Lots and lots of questions to answer today and many of them were quite good.

Q: Last year at this point USC was focused on both the 2008 and 2009 football recruiting classes, this year it seems it is more focused on the 2009 players and not the 2010. Besides Dillon Baxter are there no commitments for the 2010 class, and people like you have said the 2010 class is better than 2009 in players. So why has USC started slowly with the 2010 football class and who are the main targets?

A: It’s still early for 2010 and I think USC is being selective offering scholarships. Don’t forget last year UCLA got a lot of early commitments and USC wanted to respond. One way was offering guys from the following year’s class, like Morrill Presley of Carson.
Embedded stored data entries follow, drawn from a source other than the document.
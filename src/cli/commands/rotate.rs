//! `pmvault rotate`: re-wrap the master key under a new passphrase.
//!
//! The master key itself does not change, so every secret encrypted under
//! it stays readable.  Only the printed record supersedes the old one.
//!
//! The current passphrase is always required.  The session cache is keyed
//! by token only, so a cached key may belong to a different record, and a
//! rotated record must wrap the key of the record it replaces.

use crate::cli::output;
use crate::cli::{
    load_settings, open_engine, prompt_new_passphrase, prompt_passphrase, read_record, Cli,
    NEW_PASSPHRASE_ENV,
};
use crate::errors::Result;

/// Execute the `rotate` command.
pub fn execute(cli: &Cli, record: &str) -> Result<()> {
    let settings = load_settings()?;
    let record = read_record(record)?;

    // 1. Unlock the record itself with the current passphrase.
    output::info("Enter your current passphrase.");
    let passphrase = prompt_passphrase()?;
    let mut engine = open_engine(cli, &settings)?;
    engine.unlock(record, &passphrase)?;

    // 2. Re-wrap under the new passphrase.
    output::info("Choose your new passphrase.");
    let new_passphrase = prompt_new_passphrase(NEW_PASSPHRASE_ENV, &settings)?;
    let rewrapped = engine.rotate_passphrase(&new_passphrase)?;

    output::success("Passphrase changed. Replace your stored record with:");
    println!("{rewrapped}");
    output::tip("The old record still opens with the old passphrase; discard it.");
    Ok(())
}
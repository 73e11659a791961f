//! Cryptographic primitives for pmvault.
//!
//! This module provides:
//! - The `iv&ciphertext` envelope transport codec (`envelope`)
//! - PBKDF2 passphrase key derivation with the legacy parameters (`kdf`)
//! - AES-256-GCM authenticated encryption (`encryption`)
//! - Zeroizing key material types (`keys`)

pub mod encryption;
pub mod envelope;
pub mod kdf;
pub mod keys;

// Re-export the most commonly used items so callers can write:
//   use crate::crypto::{encrypt, decrypt, derive_key, ...};
pub use encryption::{decrypt, encrypt, generate_nonce, open, seal};
pub use envelope::{Envelope, NONCE_LEN, TAG_LEN};
pub use kdf::derive_key;
pub use keys::{SessionToken, SymmetricKey, KEY_LEN};

use zeroize::Zeroizing;

use crate::errors::Result;

/// Encrypt `plaintext` directly under a passphrase.
pub fn encrypt_with_passphrase(passphrase: &str, plaintext: &[u8]) -> Result<Envelope> {
    encrypt(&derive_key(passphrase), plaintext)
}

/// Decrypt an envelope that was produced with [`encrypt_with_passphrase`].
pub fn decrypt_with_passphrase(passphrase: &str, envelope: &Envelope) -> Result<Zeroizing<Vec<u8>>> {
    decrypt(&derive_key(passphrase), envelope)
}
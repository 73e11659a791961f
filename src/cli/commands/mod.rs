//! One module per subcommand, each exposing an `execute` entry point.

pub mod browse;
pub mod completions;
pub mod crypt;
pub mod init;
pub mod rotate;
pub mod seal;
pub mod show_key;
pub mod unlock;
Q: Could the dissatisfaction that USC alumni have over the Song Girls be due to a backlash on the political correctness that has prevailed over the squad during this decade? It seems like great lengths have been taken by the selection committee to shift the focus of the Song Girls from the image of the beautiful Southern California Barbie doll types of the 1970s-1990s to an all-inclusive “unity” approach that has to do with a politically correct/Kumbaya image, where girls are no longer selected based on their physical beauty but rather what they represent. The United States goes through shifts, back and forth, in political ideology every few years and this could just be a backlash on what people perceive to be political correctness taking over an institution that should be free of such restraints. As a result, could it be that the alumni have had enough and want to go back to the old model that was not broken and was actually considered to be the role model for all other universities?

A: I don’t believe beauty only applies to the Barbie Doll image. There are plenty of attractive girls who have been song girls who did not fit the stereotype. I think that’s a strength of the squad, personally.

Q: Are tryouts for the Song Girls well publicized throughout campus other than on the Song Girls’ website and a lone flier at the Lyon Center? Could it just be that most of the pretty girls on campus simply do not know about the tryouts so the available pool of talent that audition is so small, we have been left with a lower quality of Song Girls this decade?

A: I’m sure the girls with any interest in being a song girl know exactly where to go for tryouts. Even at freshmen orientation, students are told they can tryout if they are interested and there is a band staff member with information on joining the band, etc.

Q: Other schools in the Pac-10 are often referred to as “conference foes,” but how could we ever consider Oregon to be a foe when they have such beautiful cheerleaders? It is impossible to ever have negative feelings towards such beautiful and perfect cheerleaders who provide all of us with such joy, always putting smiles on our faces? Doesn’t that mean Oregon are our friends? Henceforth should we not refer to Oregon as our “conference friends”?

A: At the very least, you can look forward to Oregon’s visit to the Coliseum, no matter how good the Ducks are.

Q: How much did Henry Bibby’s negative influence and aura contribute to the decline of the Song Girls in the 2000s?

A: I never underestimate the power of his negative influence, so I’ll buy into this theory.